## Problem statement
The response must contain every line from the records below that has "last".

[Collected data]
════════
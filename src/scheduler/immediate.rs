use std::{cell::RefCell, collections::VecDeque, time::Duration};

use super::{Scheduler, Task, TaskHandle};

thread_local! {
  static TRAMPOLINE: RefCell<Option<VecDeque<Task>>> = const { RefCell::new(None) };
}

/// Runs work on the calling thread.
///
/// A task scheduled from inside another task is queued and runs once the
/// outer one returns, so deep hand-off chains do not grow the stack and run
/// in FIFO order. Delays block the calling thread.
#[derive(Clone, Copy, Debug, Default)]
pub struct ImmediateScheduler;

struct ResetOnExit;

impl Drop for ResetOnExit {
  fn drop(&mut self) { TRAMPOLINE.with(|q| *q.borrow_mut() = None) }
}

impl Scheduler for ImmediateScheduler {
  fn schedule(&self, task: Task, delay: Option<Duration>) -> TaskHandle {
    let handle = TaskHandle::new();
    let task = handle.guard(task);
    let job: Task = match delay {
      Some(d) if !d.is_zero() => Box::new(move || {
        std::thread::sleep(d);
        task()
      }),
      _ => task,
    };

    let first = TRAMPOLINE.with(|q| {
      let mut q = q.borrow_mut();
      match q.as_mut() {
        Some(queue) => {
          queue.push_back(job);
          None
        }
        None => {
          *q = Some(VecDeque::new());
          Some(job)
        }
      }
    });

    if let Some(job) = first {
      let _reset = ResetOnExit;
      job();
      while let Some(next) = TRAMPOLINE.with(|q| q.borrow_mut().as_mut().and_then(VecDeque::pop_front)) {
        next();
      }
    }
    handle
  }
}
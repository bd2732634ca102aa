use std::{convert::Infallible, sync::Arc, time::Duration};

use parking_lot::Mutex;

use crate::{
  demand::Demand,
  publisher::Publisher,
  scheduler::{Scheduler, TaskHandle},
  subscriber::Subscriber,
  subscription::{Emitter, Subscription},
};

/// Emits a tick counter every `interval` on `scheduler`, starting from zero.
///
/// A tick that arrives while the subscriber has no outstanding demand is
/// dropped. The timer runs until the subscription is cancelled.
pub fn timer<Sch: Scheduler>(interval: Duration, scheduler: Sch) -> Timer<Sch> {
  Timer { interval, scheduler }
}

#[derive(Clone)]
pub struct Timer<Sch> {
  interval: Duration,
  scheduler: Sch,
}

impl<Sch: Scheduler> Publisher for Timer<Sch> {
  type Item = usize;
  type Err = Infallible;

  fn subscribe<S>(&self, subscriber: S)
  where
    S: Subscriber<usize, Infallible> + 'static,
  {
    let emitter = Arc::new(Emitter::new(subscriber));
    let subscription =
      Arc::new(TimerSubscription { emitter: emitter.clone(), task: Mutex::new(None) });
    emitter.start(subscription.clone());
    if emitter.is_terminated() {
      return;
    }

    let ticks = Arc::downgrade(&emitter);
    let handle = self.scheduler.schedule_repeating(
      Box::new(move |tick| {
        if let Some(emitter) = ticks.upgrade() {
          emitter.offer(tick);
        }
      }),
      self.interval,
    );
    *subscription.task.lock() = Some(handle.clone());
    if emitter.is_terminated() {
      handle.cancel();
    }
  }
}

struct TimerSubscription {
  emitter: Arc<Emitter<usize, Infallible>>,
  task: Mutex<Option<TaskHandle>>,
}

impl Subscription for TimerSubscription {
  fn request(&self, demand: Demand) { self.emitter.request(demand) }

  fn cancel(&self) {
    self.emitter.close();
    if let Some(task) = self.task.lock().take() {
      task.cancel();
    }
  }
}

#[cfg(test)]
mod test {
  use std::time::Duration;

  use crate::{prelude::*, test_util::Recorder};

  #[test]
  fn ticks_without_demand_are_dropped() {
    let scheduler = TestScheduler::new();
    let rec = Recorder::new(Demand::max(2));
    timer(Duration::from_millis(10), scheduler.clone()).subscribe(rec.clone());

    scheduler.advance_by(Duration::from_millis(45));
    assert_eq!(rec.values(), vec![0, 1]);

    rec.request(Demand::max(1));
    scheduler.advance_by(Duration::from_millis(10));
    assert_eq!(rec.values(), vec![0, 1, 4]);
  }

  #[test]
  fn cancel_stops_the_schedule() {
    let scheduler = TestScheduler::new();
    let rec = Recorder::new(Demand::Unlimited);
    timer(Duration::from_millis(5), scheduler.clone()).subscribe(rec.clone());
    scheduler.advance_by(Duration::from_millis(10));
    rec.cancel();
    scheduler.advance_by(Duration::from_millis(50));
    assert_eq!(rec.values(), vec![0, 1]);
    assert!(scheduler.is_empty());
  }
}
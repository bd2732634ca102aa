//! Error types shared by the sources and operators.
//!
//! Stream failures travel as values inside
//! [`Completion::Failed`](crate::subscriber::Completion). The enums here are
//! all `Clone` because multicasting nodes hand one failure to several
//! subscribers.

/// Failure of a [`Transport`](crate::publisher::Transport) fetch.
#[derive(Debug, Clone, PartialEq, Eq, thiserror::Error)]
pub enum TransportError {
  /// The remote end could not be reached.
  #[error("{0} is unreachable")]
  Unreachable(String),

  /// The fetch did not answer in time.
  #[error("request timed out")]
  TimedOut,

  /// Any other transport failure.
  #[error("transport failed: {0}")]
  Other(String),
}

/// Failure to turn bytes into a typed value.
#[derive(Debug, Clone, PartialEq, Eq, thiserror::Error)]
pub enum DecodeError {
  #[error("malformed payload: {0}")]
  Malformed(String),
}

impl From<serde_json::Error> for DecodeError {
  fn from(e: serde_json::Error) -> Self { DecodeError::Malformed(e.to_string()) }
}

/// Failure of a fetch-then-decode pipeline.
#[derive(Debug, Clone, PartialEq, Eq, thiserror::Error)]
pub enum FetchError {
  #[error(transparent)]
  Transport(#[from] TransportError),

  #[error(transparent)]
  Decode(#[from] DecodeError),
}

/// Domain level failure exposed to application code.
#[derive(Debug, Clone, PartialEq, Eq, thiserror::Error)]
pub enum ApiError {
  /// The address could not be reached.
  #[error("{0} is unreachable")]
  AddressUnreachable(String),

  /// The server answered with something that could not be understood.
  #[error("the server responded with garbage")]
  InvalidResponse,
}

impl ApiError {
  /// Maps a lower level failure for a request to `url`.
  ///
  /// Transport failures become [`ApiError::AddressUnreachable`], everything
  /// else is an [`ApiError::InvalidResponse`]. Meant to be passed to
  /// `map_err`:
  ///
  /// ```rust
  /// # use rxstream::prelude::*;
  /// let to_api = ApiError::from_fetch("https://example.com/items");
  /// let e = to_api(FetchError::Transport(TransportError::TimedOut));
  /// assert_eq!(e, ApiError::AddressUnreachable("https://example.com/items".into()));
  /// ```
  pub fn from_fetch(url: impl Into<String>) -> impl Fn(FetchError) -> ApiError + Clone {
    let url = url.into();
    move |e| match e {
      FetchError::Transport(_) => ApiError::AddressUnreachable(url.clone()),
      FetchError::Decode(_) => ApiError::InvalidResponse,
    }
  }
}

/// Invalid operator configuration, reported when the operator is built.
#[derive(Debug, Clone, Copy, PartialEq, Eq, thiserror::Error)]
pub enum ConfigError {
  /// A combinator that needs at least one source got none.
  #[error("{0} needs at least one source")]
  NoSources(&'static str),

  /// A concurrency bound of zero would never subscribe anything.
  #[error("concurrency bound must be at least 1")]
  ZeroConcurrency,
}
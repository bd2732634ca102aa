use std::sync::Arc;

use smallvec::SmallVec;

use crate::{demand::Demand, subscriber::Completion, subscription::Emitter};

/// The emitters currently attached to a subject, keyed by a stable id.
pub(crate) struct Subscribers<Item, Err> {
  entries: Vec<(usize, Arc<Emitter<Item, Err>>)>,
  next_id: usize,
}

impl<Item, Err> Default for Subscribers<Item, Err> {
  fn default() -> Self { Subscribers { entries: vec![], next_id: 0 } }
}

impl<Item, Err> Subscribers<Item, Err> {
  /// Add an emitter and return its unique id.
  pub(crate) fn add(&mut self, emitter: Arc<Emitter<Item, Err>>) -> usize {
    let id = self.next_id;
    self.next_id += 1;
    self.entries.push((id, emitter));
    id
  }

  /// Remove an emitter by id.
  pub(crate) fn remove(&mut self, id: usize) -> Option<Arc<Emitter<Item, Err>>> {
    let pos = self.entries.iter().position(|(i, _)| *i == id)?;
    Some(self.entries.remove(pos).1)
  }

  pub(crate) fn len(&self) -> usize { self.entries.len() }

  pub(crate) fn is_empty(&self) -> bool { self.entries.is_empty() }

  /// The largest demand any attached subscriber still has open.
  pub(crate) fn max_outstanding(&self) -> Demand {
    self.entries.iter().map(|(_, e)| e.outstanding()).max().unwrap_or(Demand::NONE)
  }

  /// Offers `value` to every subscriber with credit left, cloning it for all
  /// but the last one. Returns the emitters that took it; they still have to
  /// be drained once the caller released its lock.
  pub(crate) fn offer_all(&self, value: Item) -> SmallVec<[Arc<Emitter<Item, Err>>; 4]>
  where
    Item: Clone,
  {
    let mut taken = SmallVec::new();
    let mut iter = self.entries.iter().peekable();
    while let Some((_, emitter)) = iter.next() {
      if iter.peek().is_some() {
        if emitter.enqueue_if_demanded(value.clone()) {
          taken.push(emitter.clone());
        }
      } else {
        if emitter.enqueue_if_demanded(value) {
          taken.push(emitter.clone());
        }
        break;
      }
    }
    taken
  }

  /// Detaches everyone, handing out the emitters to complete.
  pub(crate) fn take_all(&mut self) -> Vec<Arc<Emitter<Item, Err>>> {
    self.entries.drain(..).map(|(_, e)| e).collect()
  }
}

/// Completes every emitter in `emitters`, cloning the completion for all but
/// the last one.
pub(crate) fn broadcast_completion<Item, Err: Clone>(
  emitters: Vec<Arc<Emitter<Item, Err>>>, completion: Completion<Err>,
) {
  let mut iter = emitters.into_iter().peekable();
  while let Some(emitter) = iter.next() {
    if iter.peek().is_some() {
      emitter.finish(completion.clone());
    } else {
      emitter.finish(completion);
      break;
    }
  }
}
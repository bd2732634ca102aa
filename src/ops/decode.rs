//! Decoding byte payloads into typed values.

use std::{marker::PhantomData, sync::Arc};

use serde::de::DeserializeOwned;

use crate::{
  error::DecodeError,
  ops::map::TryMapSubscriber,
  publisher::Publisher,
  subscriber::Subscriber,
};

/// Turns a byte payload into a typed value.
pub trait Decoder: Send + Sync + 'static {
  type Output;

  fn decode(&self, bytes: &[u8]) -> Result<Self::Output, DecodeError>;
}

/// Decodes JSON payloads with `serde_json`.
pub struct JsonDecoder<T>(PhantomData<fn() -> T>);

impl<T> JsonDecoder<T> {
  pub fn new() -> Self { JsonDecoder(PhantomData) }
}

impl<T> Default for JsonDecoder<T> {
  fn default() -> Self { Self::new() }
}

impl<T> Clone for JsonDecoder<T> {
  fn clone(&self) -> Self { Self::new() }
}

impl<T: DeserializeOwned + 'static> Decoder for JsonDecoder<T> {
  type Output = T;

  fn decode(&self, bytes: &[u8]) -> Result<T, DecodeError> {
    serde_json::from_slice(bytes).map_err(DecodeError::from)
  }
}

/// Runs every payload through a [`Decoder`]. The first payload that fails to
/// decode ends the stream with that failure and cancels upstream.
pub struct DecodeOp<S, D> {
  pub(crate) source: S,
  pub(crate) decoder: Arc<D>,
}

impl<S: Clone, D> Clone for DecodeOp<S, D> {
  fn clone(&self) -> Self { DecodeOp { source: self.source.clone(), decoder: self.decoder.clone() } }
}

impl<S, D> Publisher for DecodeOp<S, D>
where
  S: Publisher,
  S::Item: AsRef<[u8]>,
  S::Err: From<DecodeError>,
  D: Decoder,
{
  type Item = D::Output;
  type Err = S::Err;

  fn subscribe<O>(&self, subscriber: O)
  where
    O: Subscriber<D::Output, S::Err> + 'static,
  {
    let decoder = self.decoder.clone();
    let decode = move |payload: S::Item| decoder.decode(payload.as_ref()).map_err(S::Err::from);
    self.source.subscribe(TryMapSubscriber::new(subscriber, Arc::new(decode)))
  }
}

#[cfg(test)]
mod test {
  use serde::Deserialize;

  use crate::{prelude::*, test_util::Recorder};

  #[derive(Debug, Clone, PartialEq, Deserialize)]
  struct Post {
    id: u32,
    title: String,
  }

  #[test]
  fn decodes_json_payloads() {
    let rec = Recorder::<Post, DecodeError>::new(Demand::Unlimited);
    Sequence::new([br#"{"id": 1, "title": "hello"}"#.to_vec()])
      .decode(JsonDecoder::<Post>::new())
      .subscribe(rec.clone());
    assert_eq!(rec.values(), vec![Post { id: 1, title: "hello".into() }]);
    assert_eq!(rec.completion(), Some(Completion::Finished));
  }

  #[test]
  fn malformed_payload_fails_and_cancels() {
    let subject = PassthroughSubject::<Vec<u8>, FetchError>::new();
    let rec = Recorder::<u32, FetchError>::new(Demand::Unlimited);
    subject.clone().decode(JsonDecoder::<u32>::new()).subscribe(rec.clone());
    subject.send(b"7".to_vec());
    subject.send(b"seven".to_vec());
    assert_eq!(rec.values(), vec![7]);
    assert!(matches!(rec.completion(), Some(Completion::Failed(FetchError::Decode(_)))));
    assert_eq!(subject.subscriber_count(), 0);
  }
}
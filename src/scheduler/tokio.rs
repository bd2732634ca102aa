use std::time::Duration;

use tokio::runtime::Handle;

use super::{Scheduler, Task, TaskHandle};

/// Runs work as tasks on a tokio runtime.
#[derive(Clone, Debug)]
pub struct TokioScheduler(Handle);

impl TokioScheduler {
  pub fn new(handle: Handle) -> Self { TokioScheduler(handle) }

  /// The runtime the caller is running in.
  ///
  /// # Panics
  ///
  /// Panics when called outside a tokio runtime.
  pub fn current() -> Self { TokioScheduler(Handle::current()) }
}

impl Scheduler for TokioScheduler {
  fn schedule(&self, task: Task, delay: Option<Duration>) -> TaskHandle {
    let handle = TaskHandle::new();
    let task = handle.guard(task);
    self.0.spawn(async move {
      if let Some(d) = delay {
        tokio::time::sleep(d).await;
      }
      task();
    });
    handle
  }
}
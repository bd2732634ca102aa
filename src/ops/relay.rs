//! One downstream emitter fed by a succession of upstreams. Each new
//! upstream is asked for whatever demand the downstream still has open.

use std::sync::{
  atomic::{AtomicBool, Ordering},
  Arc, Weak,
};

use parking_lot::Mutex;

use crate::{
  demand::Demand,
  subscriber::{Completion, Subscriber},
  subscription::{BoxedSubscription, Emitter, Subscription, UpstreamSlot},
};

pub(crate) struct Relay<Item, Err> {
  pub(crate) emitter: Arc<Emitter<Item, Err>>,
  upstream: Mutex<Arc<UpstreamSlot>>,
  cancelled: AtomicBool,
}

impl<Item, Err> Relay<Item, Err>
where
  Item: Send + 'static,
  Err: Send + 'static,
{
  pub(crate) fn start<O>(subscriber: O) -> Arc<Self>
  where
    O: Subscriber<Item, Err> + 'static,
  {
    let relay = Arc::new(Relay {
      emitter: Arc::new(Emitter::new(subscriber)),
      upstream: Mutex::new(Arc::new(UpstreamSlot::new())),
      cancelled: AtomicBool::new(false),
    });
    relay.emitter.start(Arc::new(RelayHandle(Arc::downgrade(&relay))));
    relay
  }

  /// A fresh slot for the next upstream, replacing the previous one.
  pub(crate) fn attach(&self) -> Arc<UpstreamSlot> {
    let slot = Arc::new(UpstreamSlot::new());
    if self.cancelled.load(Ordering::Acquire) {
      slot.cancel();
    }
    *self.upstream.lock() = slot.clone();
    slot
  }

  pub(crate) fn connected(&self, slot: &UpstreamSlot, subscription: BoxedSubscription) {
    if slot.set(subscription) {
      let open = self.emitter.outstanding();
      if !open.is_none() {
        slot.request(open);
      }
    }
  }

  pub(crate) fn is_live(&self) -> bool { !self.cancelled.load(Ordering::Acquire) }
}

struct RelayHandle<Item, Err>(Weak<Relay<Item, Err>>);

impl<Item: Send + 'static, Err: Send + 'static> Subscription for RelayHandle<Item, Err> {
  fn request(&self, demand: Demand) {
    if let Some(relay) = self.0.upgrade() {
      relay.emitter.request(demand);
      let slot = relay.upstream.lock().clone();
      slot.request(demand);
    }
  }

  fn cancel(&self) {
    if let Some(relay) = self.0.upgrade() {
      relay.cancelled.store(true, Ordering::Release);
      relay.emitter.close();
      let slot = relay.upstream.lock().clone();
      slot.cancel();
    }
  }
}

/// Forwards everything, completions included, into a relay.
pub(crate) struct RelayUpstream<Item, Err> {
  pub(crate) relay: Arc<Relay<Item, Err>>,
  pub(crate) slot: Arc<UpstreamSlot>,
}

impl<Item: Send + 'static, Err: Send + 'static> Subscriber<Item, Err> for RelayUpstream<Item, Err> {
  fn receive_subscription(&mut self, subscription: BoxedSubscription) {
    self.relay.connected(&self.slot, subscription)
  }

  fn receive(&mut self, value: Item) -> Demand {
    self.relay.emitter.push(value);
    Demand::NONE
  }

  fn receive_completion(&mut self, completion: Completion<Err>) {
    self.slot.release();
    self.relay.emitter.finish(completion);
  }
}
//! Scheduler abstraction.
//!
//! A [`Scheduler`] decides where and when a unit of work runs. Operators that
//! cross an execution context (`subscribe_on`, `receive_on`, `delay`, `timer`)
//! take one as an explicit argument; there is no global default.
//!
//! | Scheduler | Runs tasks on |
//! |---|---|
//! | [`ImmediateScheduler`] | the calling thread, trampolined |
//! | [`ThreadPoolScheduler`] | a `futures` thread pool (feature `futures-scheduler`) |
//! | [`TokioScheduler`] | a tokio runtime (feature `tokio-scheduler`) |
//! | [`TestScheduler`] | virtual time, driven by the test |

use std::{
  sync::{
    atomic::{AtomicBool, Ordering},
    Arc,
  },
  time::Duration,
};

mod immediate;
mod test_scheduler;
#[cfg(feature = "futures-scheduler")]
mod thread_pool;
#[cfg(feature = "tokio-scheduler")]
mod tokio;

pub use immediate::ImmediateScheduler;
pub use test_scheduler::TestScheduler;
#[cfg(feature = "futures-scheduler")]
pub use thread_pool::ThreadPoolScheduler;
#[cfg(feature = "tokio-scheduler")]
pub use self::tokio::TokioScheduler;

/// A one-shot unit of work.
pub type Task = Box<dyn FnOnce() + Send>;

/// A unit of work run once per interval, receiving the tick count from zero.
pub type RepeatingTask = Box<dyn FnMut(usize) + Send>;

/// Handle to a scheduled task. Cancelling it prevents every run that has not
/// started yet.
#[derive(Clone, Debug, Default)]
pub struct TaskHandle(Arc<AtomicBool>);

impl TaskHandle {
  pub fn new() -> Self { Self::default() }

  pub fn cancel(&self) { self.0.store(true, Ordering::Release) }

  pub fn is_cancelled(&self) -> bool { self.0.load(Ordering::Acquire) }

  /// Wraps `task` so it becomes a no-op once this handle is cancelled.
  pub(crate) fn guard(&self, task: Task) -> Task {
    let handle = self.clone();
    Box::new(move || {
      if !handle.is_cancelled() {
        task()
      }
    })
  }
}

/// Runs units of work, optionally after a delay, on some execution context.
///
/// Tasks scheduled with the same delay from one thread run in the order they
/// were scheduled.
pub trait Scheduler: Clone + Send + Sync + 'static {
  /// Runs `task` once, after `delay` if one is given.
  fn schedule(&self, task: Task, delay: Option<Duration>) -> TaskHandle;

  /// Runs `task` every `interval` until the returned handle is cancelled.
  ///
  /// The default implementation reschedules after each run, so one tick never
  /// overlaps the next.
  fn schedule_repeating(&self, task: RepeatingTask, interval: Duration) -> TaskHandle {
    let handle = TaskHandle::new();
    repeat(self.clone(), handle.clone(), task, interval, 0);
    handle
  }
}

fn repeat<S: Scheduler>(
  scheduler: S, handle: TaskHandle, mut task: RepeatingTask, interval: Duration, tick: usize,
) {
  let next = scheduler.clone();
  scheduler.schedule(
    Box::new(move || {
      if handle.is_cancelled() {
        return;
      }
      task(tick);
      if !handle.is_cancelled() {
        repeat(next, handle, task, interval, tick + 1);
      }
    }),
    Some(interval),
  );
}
════════
## Completed exercise
  /// but the last one. Returns the emitters that took it; they still have to
/// the last one.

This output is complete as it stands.